Scientific classification
- Kingdom: Animalia
- Phylum: Chordata
- Class: Aves
- Order: Passeriformes
- Family: Pycnonotidae
- Genus: Ixos
- Species: I. virescens
- Binomial name: Ixos virescens Temminck, 1825
- Synonyms: Hypsipetes virescens (Temminck, 1825) (but see text);

= Javan bulbul =

- Genus: Ixos
- Species: virescens
- Authority: Temminck, 1825
- Conservation status: LC
- Synonyms: Hypsipetes virescens (Temminck, 1825) (but see text)

Species of bird

The Javan bulbul (Ixos virescens) is a songbird species in the bulbul family. It is the type species of the genus Ixos. It is endemic to the island of Java in Indonesia in its natural habitat of subtropical or tropical moist montane forests. It is not considered a threatened species by the IUCN.

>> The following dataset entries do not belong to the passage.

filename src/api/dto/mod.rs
//! Data Transfer Objects for API responses.

pub mod health;
pub mod users;
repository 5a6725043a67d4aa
//! Business logic services for the application layer.

pub mod user_service;

pub use user_service::UserService;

==Taxonomy and systematics==
The Javan bulbul is sometimes classified in the genus Hypsipetes, presumably based on an earlier error in the Sibley taxonomy. The specific epithet virescens was given to the present species by Coenraad Jacob Temminck in 1825 and pre-dates the same name as given to the Nicobar bulbul by Edward Blyth in 1845. The olive bulbul has also been given the same scientific binomial, Hypsipetes virescens. Alternate names for the Javan bulbul include the green mountain bulbul, green-backed bulbul, green-winged bulbul, rufous-bellied bulbul, streaked bulbul and streaked mountain bulbul. The name 'streaked bulbul' should not be confused with the species of the same name, Ixos malaccensis.

===Subspecies===
One subspecies is currently recognized:
- Javan bulbul (I. v. virescens) - Temminck, 1825: Also named the Javan streaked bulbul. Found on Java
The Sumatran bulbul (I. sumatranus) of Sumatra was formerly considered a subspecies (with both species being grouped as the Sunda bulbul), but more recent studies have found it to be a distinct species.